Green spaces in cities save money and keep us healthy
Couples walking in a leafy park, children climbing trees and students lazing on the lawn; you must be a particularly ornery variety of Grinch not to like sitting on a park bench and enjoying the sights and sounds. But parks and other green spaces take up valuable real estate in cities and there are those who argue that these spaces could be better utilized and that they cost the city millions to maintain. However, a new study by Natural England shows that green spaces actually save us money. Green initiatives such as parks, trees, open allotments and city gardens can accrue massive savings for the city, keep the populace healthy and happy, and drive up property prices.
In fact, residential properties that border green spaces are priced 19% higher than their counterparts only a couple of hundred meters away. On average, a 0.4% increase in property value is gained with every 1% increase in green spaces as people naturally opt for more verdant, open neighbourhoods. Commercial property owners were no different and were willing to pay on average 3% more for buildings close to green spaces.
The city of New York made significant savings by investing in green spaces. Instead of building a traditional water filtration plant, the EPA decided to invest in protecting the rain catchment area in the Catskills. Land was purchased (which now adds to the city’s assets) and agreements reached with local farmers to the tune of $1.5 billion. This was a massive savings on the $6 billion it would have cost to build the filtration plant as well as the $300 million in annual running costs.
The health benefits of green neighbourhoods are well documented. People are more likely to walk or cycle to work in picturesque neighbourhoods. Noise pollution is reduced significantly by green roofs and parks, which in turn reduces stress. Healthier, less stressed populations save the government and business billions in sick days and medical expenses. In the UK, a lack of exercise costs the government an estimated £8.2 billion each year, but incentives to get people into gyms have proven mostly unsuccessful. However, studies found that people were 24% more likely to bike or walk to work in neighbourhoods with large green spaces.
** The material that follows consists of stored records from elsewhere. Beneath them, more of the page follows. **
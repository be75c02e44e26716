//! Object paths and session-bound handles to remote objects.

use serde::{Deserialize, Serialize};
use std::fmt;
use std::sync::atomic::{AtomicU64, Ordering};

/// Instance path of a remote object, e.g. `Msvm_ComputerSystem.Name="4F0A..."`.
#[derive(Debug, Clone, PartialEq, Eq, Hash, PartialOrd, Ord, Serialize, Deserialize)]
#[serde(transparent)]
pub struct ObjectPath(String);

impl ObjectPath {
    pub fn new(path: impl Into<String>) -> Self {
        Self(path.into())
    }

    /// Path of an instance identified by a single key property.
    pub fn keyed(class: &str, key: &str, value: &str) -> Self {
        let escaped = value.replace('\\', "\\\\").replace('"', "\\\"");
        Self(format!("{class}.{key}=\"{escaped}\""))
    }

    pub fn as_str(&self) -> &str {
        &self.0
    }

    /// Class part of the path, with any namespace prefix stripped.
    pub fn class(&self) -> &str {
        // Colons after the first '=' belong to key values.
        let head = self.0.split_once('=').map_or(self.0.as_str(), |(head, _)| head);
        let local = head.rsplit_once(':').map_or(head, |(_, rest)| rest);
        local.split_once('.').map_or(local, |(class, _)| class)
    }
}

impl fmt::Display for ObjectPath {
    fn fmt(&self, f: &mut fmt::Formatter<'_>) -> fmt::Result {
        f.write_str(&self.0)
    }
}

static NEXT_SESSION_ID: AtomicU64 = AtomicU64::new(1);

/// Identifies one open management session within this process.
#[derive(Debug, Clone, Copy, PartialEq, Eq, Hash)]
pub struct SessionId(u64);

impl SessionId {
    pub(crate) fn next() -> Self {
        Self(NEXT_SESSION_ID.fetch_add(1, Ordering::Relaxed))
    }
}

impl fmt::Display for SessionId {
    fn fmt(&self, f: &mut fmt::Formatter<'_>) -> fmt::Result {
        write!(f, "session-{}", self.0)
    }
}

/// Reference to a remote object, valid only within the session that produced it.
#[derive(Debug, Clone, PartialEq, Eq)]
pub struct RemoteObjectHandle {
    path: ObjectPath,
    namespace: String,
    session: SessionId,
}

impl RemoteObjectHandle {
    pub(crate) fn new(path: ObjectPath, namespace: &str, session: SessionId) -> Self {
        Self {
            path,
            namespace: namespace.to_string(),
            session,
        }
    }

    pub fn path(&self) -> &ObjectPath {
        &self.path
    }

    pub fn namespace(&self) -> &str {
        &self.namespace
    }

    pub fn session(&self) -> SessionId {
        self.session
    }
}

impl fmt::Display for RemoteObjectHandle {
    fn fmt(&self, f: &mut fmt::Formatter<'_>) -> fmt::Result {
        write!(f, "{}:{}", self.namespace, self.path)
    }
}

#[cfg(test)]
mod tests {
    use super::*;

    #[test]
    fn test_keyed_path_escapes_value() {
        let path = ObjectPath::keyed("CIM_DataFile", "Name", "C:\\vms\\a.vhdx");
        assert_eq!(path.as_str(), "CIM_DataFile.Name=\"C:\\\\vms\\\\a.vhdx\"");
        assert_eq!(path.class(), "CIM_DataFile");
    }

    #[test]
    fn test_class_strips_namespace() {
        let path = ObjectPath::new("root\\virtualization\\v2:Msvm_ConcreteJob.InstanceID=\"x\"");
        assert_eq!(path.class(), "Msvm_ConcreteJob");

        let path = ObjectPath::new("Msvm_VirtualSystemSettingData.InstanceID=\"Microsoft:1234\"");
        assert_eq!(path.class(), "Msvm_VirtualSystemSettingData");

        let path = ObjectPath::new("root\\virtualization\\v2:Msvm_MemorySettingData.InstanceID=\"Microsoft:1\\2\"");
        assert_eq!(path.class(), "Msvm_MemorySettingData");
    }

    #[test]
    fn test_session_ids_are_unique() {
        assert_ne!(SessionId::next(), SessionId::next());
    }
}
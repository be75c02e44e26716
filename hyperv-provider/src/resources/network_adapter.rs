//! Network adapter descriptor, used standalone and inside a machine.

use serde::{Deserialize, Serialize};

#[derive(Debug, Clone, Default, PartialEq, Serialize, Deserialize)]
#[serde(rename_all = "camelCase", default)]
pub struct NetworkAdapterInputs {
    #[serde(skip_serializing_if = "Option::is_none")]
    pub name: Option<String>,
    #[serde(skip_serializing_if = "Option::is_none")]
    pub vm_name: Option<String>,
    #[serde(skip_serializing_if = "Option::is_none")]
    pub switch_name: Option<String>,
    #[serde(skip_serializing_if = "Option::is_none")]
    pub mac_address: Option<String>,
    #[serde(skip_serializing_if = "Option::is_none")]
    pub vlan_id: Option<u16>,
    #[serde(skip_serializing_if = "Option::is_none")]
    pub dhcp_guard: Option<bool>,
    #[serde(skip_serializing_if = "Option::is_none")]
    pub router_guard: Option<bool>,
    #[serde(skip_serializing_if = "Option::is_none")]
    pub port_mirroring: Option<String>,
    #[serde(skip_serializing_if = "Option::is_none")]
    pub ieee_priority_tag: Option<bool>,
    #[serde(skip_serializing_if = "Option::is_none")]
    pub vmq_weight: Option<u32>,
    /// Comma separated static addresses.
    #[serde(skip_serializing_if = "Option::is_none")]
    pub ip_addresses: Option<String>,
}

impl NetworkAdapterInputs {
    pub fn ip_address_list(&self) -> Vec<String> {
        self.ip_addresses
            .as_deref()
            .unwrap_or_default()
            .split(',')
            .map(str::trim)
            .filter(|s| !s.is_empty())
            .map(str::to_string)
            .collect()
    }

    pub fn has_security_settings(&self) -> bool {
        self.dhcp_guard.is_some()
            || self.router_guard.is_some()
            || self.port_mirroring.is_some()
            || self.ieee_priority_tag.is_some()
    }
}

#[derive(Debug, Clone, Default, PartialEq, Serialize, Deserialize)]
#[serde(rename_all = "camelCase")]
pub struct NetworkAdapterOutputs {
    #[serde(flatten)]
    pub inputs: NetworkAdapterInputs,
    #[serde(default, skip_serializing_if = "Option::is_none")]
    pub adapter_id: Option<String>,
}

impl NetworkAdapterOutputs {
    pub fn new(inputs: NetworkAdapterInputs, adapter_id: Option<String>) -> Self {
        Self { inputs, adapter_id }
    }
}

#[derive(Debug, Clone, Copy, PartialEq, Eq, Default)]
pub enum PortMirroring {
    #[default]
    None,
    Destination,
    Source,
    Both,
}

impl PortMirroring {
    pub fn parse(value: &str) -> Option<Self> {
        match value.to_ascii_lowercase().as_str() {
            "none" => Some(Self::None),
            "destination" => Some(Self::Destination),
            "source" => Some(Self::Source),
            "both" => Some(Self::Both),
            _ => None,
        }
    }

    pub fn from_code(code: u64) -> Self {
        match code {
            1 => Self::Destination,
            2 => Self::Source,
            3 => Self::Both,
            _ => Self::None,
        }
    }

    /// `MonitorMode` of the port security settings.
    pub fn code(&self) -> u16 {
        match self {
            Self::None => 0,
            Self::Destination => 1,
            Self::Source => 2,
            Self::Both => 3,
        }
    }

    pub fn as_str(&self) -> &'static str {
        match self {
            Self::None => "None",
            Self::Destination => "Destination",
            Self::Source => "Source",
            Self::Both => "Both",
        }
    }
}

/// Normalize a MAC address to 12 upper-case hex digits, as the host stores it.
pub fn normalize_mac(mac: &str) -> Option<String> {
    let digits: String = mac
        .chars()
        .filter(|c| !matches!(c, ':' | '-' | '.'))
        .map(|c| c.to_ascii_uppercase())
        .collect();
    (digits.len() == 12 && digits.chars().all(|c| c.is_ascii_hexdigit())).then_some(digits)
}

#[cfg(test)]
mod tests {
    use super::*;

    #[test]
    fn test_mac_normalization() {
        assert_eq!(normalize_mac("00:15:5d:01:02:03").as_deref(), Some("00155D010203"));
        assert_eq!(normalize_mac("00-15-5D-01-02-03").as_deref(), Some("00155D010203"));
        assert_eq!(normalize_mac("00155D0102"), None);
        assert_eq!(normalize_mac("zz:15:5d:01:02:03"), None);
    }

    #[test]
    fn test_ip_address_list() {
        let inputs = NetworkAdapterInputs {
            ip_addresses: Some("10.0.0.5, 10.0.0.6,,".into()),
            ..Default::default()
        };
        assert_eq!(inputs.ip_address_list(), vec!["10.0.0.5", "10.0.0.6"]);
        assert!(NetworkAdapterInputs::default().ip_address_list().is_empty());
    }
}
//! Structured read-only queries over a class of objects.

use crate::value::PropertyMap;
use serde::{Deserialize, Serialize};
use std::fmt;

#[derive(Debug, Clone, PartialEq, Eq, Serialize, Deserialize)]
pub enum Filter {
    Equals { field: String, value: String },
    Contains { field: String, value: String },
}

/// "Objects of class K where F = V [and G contains P]".
#[derive(Debug, Clone, PartialEq, Eq, Serialize, Deserialize)]
pub struct Query {
    pub class: String,
    pub filters: Vec<Filter>,
}

impl Query {
    pub fn all(class: &str) -> Self {
        Self {
            class: class.to_string(),
            filters: Vec::new(),
        }
    }

    pub fn by_name(class: &str, field: &str, name: &str) -> Self {
        Self::all(class).equals(field, name)
    }

    pub fn equals(mut self, field: &str, value: &str) -> Self {
        self.filters.push(Filter::Equals {
            field: field.to_string(),
            value: value.to_string(),
        });
        self
    }

    pub fn contains(mut self, field: &str, value: &str) -> Self {
        self.filters.push(Filter::Contains {
            field: field.to_string(),
            value: value.to_string(),
        });
        self
    }

    /// Render as WQL.
    pub fn to_wql(&self) -> String {
        let mut wql = format!("SELECT * FROM {}", self.class);
        for (i, filter) in self.filters.iter().enumerate() {
            wql.push_str(if i == 0 { " WHERE " } else { " AND " });
            match filter {
                Filter::Equals { field, value } => {
                    wql.push_str(&format!("{field} = '{}'", escape_literal(value)));
                }
                Filter::Contains { field, value } => {
                    wql.push_str(&format!("{field} LIKE '%{}%'", escape_like(value)));
                }
            }
        }
        wql
    }

    /// Evaluate the filters against an instance's properties.
    ///
    /// String comparison is case-insensitive, as WQL is.
    pub fn matches(&self, properties: &PropertyMap) -> bool {
        self.filters.iter().all(|filter| {
            let (field, expected) = match filter {
                Filter::Equals { field, value } | Filter::Contains { field, value } => (field, value),
            };
            let Some(actual) = properties.get(field).and_then(|v| v.to_query_text()) else {
                return false;
            };
            let actual = actual.to_lowercase();
            let expected = expected.to_lowercase();
            match filter {
                Filter::Equals { .. } => actual == expected,
                Filter::Contains { .. } => actual.contains(&expected),
            }
        })
    }
}

impl fmt::Display for Query {
    fn fmt(&self, f: &mut fmt::Formatter<'_>) -> fmt::Result {
        f.write_str(&self.to_wql())
    }
}

fn escape_literal(value: &str) -> String {
    value.replace('\\', "\\\\").replace('\'', "\\'")
}

fn escape_like(value: &str) -> String {
    let mut out = String::with_capacity(value.len());
    for c in escape_literal(value).chars() {
        match c {
            '%' | '_' | '[' => {
                out.push('[');
                out.push(c);
                out.push(']');
            }
            _ => out.push(c),
        }
    }
    out
}

#[cfg(test)]
mod tests {
    use super::*;
    use crate::value::Value;

    #[test]
    fn test_wql_rendering() {
        let q = Query::by_name("Msvm_VirtualEthernetSwitch", "ElementName", "LAN");
        assert_eq!(q.to_wql(), "SELECT * FROM Msvm_VirtualEthernetSwitch WHERE ElementName = 'LAN'");

        let q = Query::by_name("Msvm_SyntheticEthernetPortSettingData", "ElementName", "nic0")
            .contains("InstanceID", "ABCD");
        assert_eq!(
            q.to_wql(),
            "SELECT * FROM Msvm_SyntheticEthernetPortSettingData WHERE ElementName = 'nic0' AND InstanceID LIKE '%ABCD%'"
        );
    }

    #[test]
    fn test_wql_escapes_quotes_and_wildcards() {
        let q = Query::by_name("Msvm_ComputerSystem", "ElementName", "bob's vm");
        assert_eq!(q.to_wql(), "SELECT * FROM Msvm_ComputerSystem WHERE ElementName = 'bob\\'s vm'");

        let q = Query::all("CIM_DataFile").contains("Name", "C:\\disk_1");
        assert_eq!(q.to_wql(), "SELECT * FROM CIM_DataFile WHERE Name LIKE '%C:\\\\disk[_]1%'");
    }

    #[test]
    fn test_matches() {
        let mut props = PropertyMap::new();
        props.insert("ElementName".into(), Value::from("Web-01"));
        props.insert("InstanceID".into(), Value::from("Microsoft:1234\\5678"));
        props.insert("EnabledState".into(), Value::from(2u16));

        assert!(Query::by_name("X", "ElementName", "web-01").matches(&props));
        assert!(Query::all("X").contains("InstanceID", "1234").matches(&props));
        assert!(Query::all("X").equals("EnabledState", "2").matches(&props));
        assert!(!Query::by_name("X", "ElementName", "web-02").matches(&props));
        assert!(!Query::by_name("X", "Caption", "Virtual Machine").matches(&props));
    }
}
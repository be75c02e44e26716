//! hyperv-mgmt - Client side of the Hyper-V virtualization management namespace.
//!
//! Opens sessions against a host, invokes management methods with typed
//! parameter records and tracks the asynchronous jobs they may start.

pub mod classes;
pub mod error;
pub mod handle;
pub mod invoke;
pub mod job;
pub mod method;
pub mod probe;
pub mod provider;
pub mod query;
pub mod session;
pub mod sim;
pub mod transport;
pub mod value;

pub use error::{MgmtError, Result};
pub use handle::{ObjectPath, RemoteObjectHandle, SessionId};
pub use invoke::{MethodCallResult, invoke};
pub use job::{JobState, JobTracker, error_code_meaning};
pub use method::RemoteMethod;
pub use provider::{FreshSessions, PooledSessions, SessionProvider};
pub use query::Query;
pub use session::{Instance, ManagementSession, ServiceRole, VIRTUALIZATION_NAMESPACE};
pub use transport::{Connection, ManagementTransport, RawInstance, TransportError};
pub use value::{EmbeddedObject, Properties, PropertyMap, Value};
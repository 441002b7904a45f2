//! Flat-file export column order and content.

use chrono::NaiveDate;
use opsim_core::{
    config::{FieldSchema, SimConfig},
    engine::SimEngine,
    error::SimError,
    export::{read_records, write_records, write_records_csv, write_summaries, SUMMARY_COLUMNS},
    field_sampler::FieldValue,
    rate_model::HourlyCounts,
    sink::NullSink,
};

fn small_engine() -> SimEngine<NullSink> {
    let mut engine = SimEngine::build("export-test".into(), 4, SimConfig::default_test(), NullSink).unwrap();
    engine
        .step_with_counts(HourlyCounts { creations: 6, updates: 3, deletions: 2 })
        .unwrap();
    engine
        .step_with_counts(HourlyCounts { creations: 1, updates: 0, deletions: 0 })
        .unwrap();
    engine
}

#[test]
fn record_export_has_stable_columns_and_final_state() {
    let engine = small_engine();
    let mut out = Vec::new();
    write_records(&mut out, engine.records()).unwrap();
    let text = String::from_utf8(out).unwrap();
    let lines: Vec<&str> = text.lines().collect();

    let header: Vec<&str> = lines[0].split(',').collect();
    assert_eq!(header.first(), Some(&"ID"));
    assert_eq!(header[1], "DetailNumber");
    assert_eq!(&header[header.len() - 5..], &["Created", "Modified", "isDeleted", "Day", "Hour"]);
    assert_eq!(header.len(), 1 + engine.config().fields.len() + 5);

    assert_eq!(lines.len(), 1 + 7, "one row per record");
    let deleted = lines[1..].iter().filter(|l| l.split(',').nth(header.len() - 3) == Some("True")).count();
    assert_eq!(deleted, 2);
    assert!(lines[1].starts_with("2001,"));
    assert!(lines[1].ends_with(",2024-06-01,6"));
}

#[test]
fn summary_export_matches_emitted_sequence() {
    let engine = small_engine();
    let mut out = Vec::new();
    write_summaries(&mut out, engine.summaries()).unwrap();
    let text = String::from_utf8(out).unwrap();
    let lines: Vec<&str> = text.lines().collect();

    assert_eq!(lines[0], SUMMARY_COLUMNS.join(","));
    assert_eq!(lines[1], "Synthetic_Logistics_Data,202406010600,6,3,2,Active,Weekend");
    assert_eq!(lines[2], "Synthetic_Logistics_Data,202406010700,1,0,0,Active,Weekend");
}

#[test]
fn csv_files_are_written_to_disk() {
    let engine = small_engine();
    let dir = std::env::temp_dir().join(format!("opsim-export-{}", std::process::id()));
    let path = dir.join("records.csv");
    write_records_csv(&path, engine.records()).unwrap();
    let text = std::fs::read_to_string(&path).unwrap();
    assert_eq!(text.lines().count(), 8);
    let _ = std::fs::remove_dir_all(dir);
}

#[test]
fn exported_records_read_back_unchanged() {
    let engine = small_engine();
    let mut out = Vec::new();
    write_records(&mut out, engine.records()).unwrap();

    let loaded = read_records(&out[..], &engine.config().fields).unwrap();
    assert_eq!(loaded, engine.records().records());
}

#[test]
fn engine_continues_from_an_exported_population() {
    let previous = small_engine();
    let dir = std::env::temp_dir().join(format!("opsim-initial-{}", std::process::id()));
    let path = dir.join("initial.csv");
    write_records_csv(&path, previous.records()).unwrap();

    let config = SimConfig {
        initial_records: Some(path.clone()),
        id_start: 3001,
        ..SimConfig::default_test()
    };
    let mut engine = SimEngine::build("continued".into(), 8, config, NullSink).unwrap();
    assert_eq!(engine.records().len(), 7);
    assert_eq!(engine.records().live_count(), 5);

    engine
        .step_with_counts(HourlyCounts { creations: 1, updates: 0, deletions: 5 })
        .unwrap();
    let records = engine.records();
    assert_eq!(records.len(), 8);
    assert_eq!(records.records().last().unwrap().id, 3001);
    // Five deletes against six live records: exactly one survivor.
    assert_eq!(records.live_count(), 1);

    let clashing = SimConfig {
        initial_records: Some(path),
        id_start: 2005,
        ..SimConfig::default_test()
    };
    let err = SimEngine::build("clash".into(), 8, clashing, NullSink).err().unwrap();
    assert!(matches!(err, SimError::Config(_)), "got {err:?}");
    let _ = std::fs::remove_dir_all(dir);
}

#[test]
fn population_without_lifecycle_columns_loads_as_live() {
    let schema = vec![
        FieldSchema::int("Bay", 1, 40, 0.0),
        FieldSchema::categorical("Status", &["Open", "Closed, pending"], None, 0.0),
        FieldSchema::flag("Hazmat", 0.0),
    ];
    let csv = "ID,Bay,Status,Hazmat,Created,Modified\n\
               1,12.0,Open,1,2024-05-31 10:15:00,2024-05-31 11:20:05\n\
               2,,\"Closed, pending\",0.0,2024-05-31 12:00:00,2024-05-31 12:00:00\n";
    let loaded = read_records(csv.as_bytes(), &schema).unwrap();

    assert_eq!(loaded.len(), 2);
    assert_eq!(loaded[0].attributes[0], Some(FieldValue::Int(12)));
    assert_eq!(loaded[0].attributes[2], Some(FieldValue::Flag(true)));
    assert!(!loaded[0].is_deleted);
    assert_eq!(loaded[0].bucket_day, NaiveDate::from_ymd_opt(2024, 5, 31).unwrap());
    assert_eq!(loaded[0].bucket_hour, 11);
    assert_eq!(loaded[1].attributes[0], None);
    assert_eq!(loaded[1].attributes[1], Some(FieldValue::Text("Closed, pending".into())));
    assert_eq!(loaded[1].attributes[2], Some(FieldValue::Flag(false)));
}

#[test]
fn malformed_population_files_are_config_errors() {
    let schema = vec![FieldSchema::int("Bay", 1, 40, 0.0)];
    let missing_column = "ID,Created,Modified\n1,2024-05-31 10:15:00,2024-05-31 10:15:00\n";
    let bad_cell = "ID,Bay,Created,Modified\n1,twelve,2024-05-31 10:15:00,2024-05-31 10:15:00\n";
    let bad_time = "ID,Bay,Created,Modified\n1,12,yesterday,2024-05-31 10:15:00\n";
    for csv in [missing_column, bad_cell, bad_time] {
        let result = read_records(csv.as_bytes(), &schema);
        assert!(matches!(result, Err(SimError::Config(_))), "{csv:?}: {result:?}");
    }
}
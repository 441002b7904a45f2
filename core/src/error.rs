use crate::types::TimestampKey;
use thiserror::Error;

#[derive(Error, Debug)]
pub enum SimError {
    #[error("Invalid configuration: {0}")]
    Config(String),

    #[error("Summary store unavailable: {reason}")]
    StoreUnavailable { reason: String },

    #[error("No summaries for series '{series}' in window [{from}, {to}]")]
    NoDataInWindow {
        series: String,
        from:   TimestampKey,
        to:     TimestampKey,
    },

    #[error("Pagination could not complete after {pages} pages: {reason}")]
    PaginationTruncated { pages: usize, reason: String },

    #[error("Simulation run aborted at hour {timestamp_key}; no further steps allowed")]
    RunAborted { timestamp_key: TimestampKey },

    #[error("I/O error: {0}")]
    Io(#[from] std::io::Error),

    #[error("Serialization error: {0}")]
    Serialization(#[from] serde_json::Error),
}

impl SimError {
    pub fn config(msg: impl Into<String>) -> Self {
        Self::Config(msg.into())
    }

    /// `NoDataInWindow` means "not enough history yet"; everything else is a
    /// genuine failure.
    pub fn is_recoverable(&self) -> bool {
        matches!(self, Self::NoDataInWindow { .. })
    }
}

impl From<rusqlite::Error> for SimError {
    fn from(err: rusqlite::Error) -> Self {
        Self::StoreUnavailable { reason: err.to_string() }
    }
}

pub type SimResult<T> = Result<T, SimError>;
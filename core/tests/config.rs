//! Configuration defaults, file loading and validation.

use opsim_core::{
    config::{FieldKind, FieldSchema, SimConfig},
    error::SimError,
    types::{Bucket, DayType, HourType},
};
use std::path::PathBuf;

fn temp_file(name: &str, content: &str) -> PathBuf {
    let path = std::env::temp_dir().join(format!("opsim-{}-{name}", std::process::id()));
    std::fs::write(&path, content).unwrap();
    path
}

fn expect_config_error(config: SimConfig) {
    match config.validate() {
        Err(SimError::Config(_)) => {}
        other => panic!("expected a config error, got {other:?}"),
    }
}

#[test]
fn defaults_are_valid_and_scaled_by_bucket() {
    let config = SimConfig::default();
    config.validate().unwrap();
    assert_eq!(config.total_hours(), 28 * 24);
    assert_eq!(config.fields.len(), 20);

    let rates = &config.rates;
    let wa = rates.for_bucket(Bucket::new(DayType::Weekday, HourType::Active));
    let wi = rates.for_bucket(Bucket::new(DayType::Weekday, HourType::Inactive));
    let ea = rates.for_bucket(Bucket::new(DayType::Weekend, HourType::Active));
    let ei = rates.for_bucket(Bucket::new(DayType::Weekend, HourType::Inactive));
    assert!(wa.creations.mean > wi.creations.mean);
    assert!(ea.creations.mean < wa.creations.mean);
    assert!(ei.creations.mean < wi.creations.mean);
}

#[test]
fn load_merges_partial_file_over_defaults() {
    let path = temp_file(
        "partial.json",
        r#"{
            "series_name": "Dock_Events",
            "num_days": 3,
            "fields": [
                { "name": "Bay", "kind": "int_range", "low": 1, "high": 40, "null_rate": 0.0 },
                { "name": "Status", "kind": "categorical", "values": ["Open", "Closed"], "null_rate": 0.2 },
                { "name": "Hazmat", "kind": "flag", "null_rate": 0.5 }
            ],
            "updatable_fields": ["Status"]
        }"#,
    );
    let config = SimConfig::load(path.to_str().unwrap()).unwrap();
    assert_eq!(config.series_name, "Dock_Events");
    assert_eq!(config.num_days, 3);
    assert_eq!(config.active_start, 6);
    assert_eq!(config.fields.len(), 3);
    assert_eq!(config.fields[0].kind, FieldKind::IntRange { low: 1, high: 40 });
    assert_eq!(config.fields[2].kind, FieldKind::Flag);
    let _ = std::fs::remove_file(path);
}

#[test]
fn load_rejects_invalid_file() {
    let path = temp_file("bad-null-rate.json", r#"{ "fields": [
        { "name": "Bay", "kind": "int_range", "low": 1, "high": 40, "null_rate": 1.5 }
    ], "updatable_fields": ["Bay"] }"#);
    assert!(SimConfig::load(path.to_str().unwrap()).is_err());
    let _ = std::fs::remove_file(path);

    assert!(SimConfig::load("/definitely/not/here.json").is_err());
}

#[test]
fn validation_catches_bad_schemas() {
    expect_config_error(SimConfig {
        fields: vec![FieldSchema::int("A", 10, 10, 0.0)],
        updatable_fields: vec!["A".into()],
        ..SimConfig::default()
    });
    expect_config_error(SimConfig {
        fields: vec![FieldSchema::categorical("C", &["x", "y"], Some(&[1.0]), 0.0)],
        updatable_fields: vec!["C".into()],
        ..SimConfig::default()
    });
    expect_config_error(SimConfig {
        fields: vec![FieldSchema::categorical("C", &["x"], Some(&[0.0]), 0.0)],
        updatable_fields: vec!["C".into()],
        ..SimConfig::default()
    });
    expect_config_error(SimConfig {
        fields: vec![FieldSchema::flag("F", -0.1)],
        updatable_fields: vec!["F".into()],
        ..SimConfig::default()
    });
    expect_config_error(SimConfig {
        fields: vec![FieldSchema::flag("F", 0.1), FieldSchema::flag("F", 0.1)],
        updatable_fields: vec!["F".into()],
        ..SimConfig::default()
    });
    expect_config_error(SimConfig {
        updatable_fields: vec!["Missing".into()],
        ..SimConfig::default()
    });
}

#[test]
fn validation_catches_bad_windows() {
    expect_config_error(SimConfig { num_days: 0, ..SimConfig::default() });
    expect_config_error(SimConfig { active_start: 23, inactive_start: 6, ..SimConfig::default() });
    expect_config_error(SimConfig { inactive_start: 25, ..SimConfig::default() });
    expect_config_error(SimConfig { series_name: "  ".into(), ..SimConfig::default() });
}

#[test]
fn shipped_sample_config_loads() {
    let path = concat!(env!("CARGO_MANIFEST_DIR"), "/../data/simulation.json");
    let config = SimConfig::load(path).unwrap();
    assert_eq!(config.series_name, "Synthetic_Logistics_Data");
    assert_eq!(config.rates, SimConfig::default().rates);
    assert_eq!(config.initial_records, None);
}

#[test]
fn relative_initial_records_resolve_next_to_the_config_file() {
    let path = temp_file("initial.json", r#"{ "initial_records": "population.csv", "id_start": 5001 }"#);
    let config = SimConfig::load(path.to_str().unwrap()).unwrap();
    assert_eq!(config.initial_records, Some(std::env::temp_dir().join("population.csv")));
    assert_eq!(config.id_start, 5001);
    let _ = std::fs::remove_file(path);
}

#[test]
fn rate_parameters_above_the_ceiling_are_rejected() {
    let mut config = SimConfig::default();
    config.rates.weekday_active.updates.mean = 2_000_000.0;
    expect_config_error(config);

    let mut config = SimConfig::default();
    config.rates.weekend_inactive.creations.stddev = 5e9;
    expect_config_error(config);
}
Green spaces significantly reduce pollution. Poor city air quality is said to reduce average life expectancy by 7 to 8 months. A report by the BBC claimed; ” When the records of more than 366,000 people who died between 2001 and 2005 were analysed, it revealed that even tiny green spaces in the areas in which they lived made a big difference to their risk of fatal diseases.” Greening 5% of the city is estimated to prevent two deaths and two hospital admissions per year. Just planting trees significantly reduces air pollution; in a day 20 trees will absorb the pollutants equivalent to driving your car for 60 miles.
The concrete and asphalt of cities absorb heat and create what is known as a ‘heat island’ effect which renders cities far warmer than their surrounding suburbs. This heat island effect costs the city billions in cooling costs in the summer. As climate change drives up temperatures, these costs are going to rise significantly. The city of Manchester predicts a 3 degree increase in temperature by the 2080s unless 10% of the city is greened. If green spaces occupy at least 10% of the city, the effects of climate change will be neutralized and temperatures will remain constant at present levels.
Concrete and asphalt also cause rainwater runoff. Rainwater that is prevented from soaking into the ground negatively affects water table levels. Green spaces, green roofs and permeable pavements help to retain valuable rainwater instead of sending it off down storm drains and into the ocean. Green spaces also prevent soil erosion during heavy rains.
With all the advantages that green spaces bring to the city, it makes fiscal sense to expand green areas wherever possible. Green roofs can act as green spaces in areas where real estate is scarce. Green cities will lead to a happier, healthier populace. After all, where would you rather live?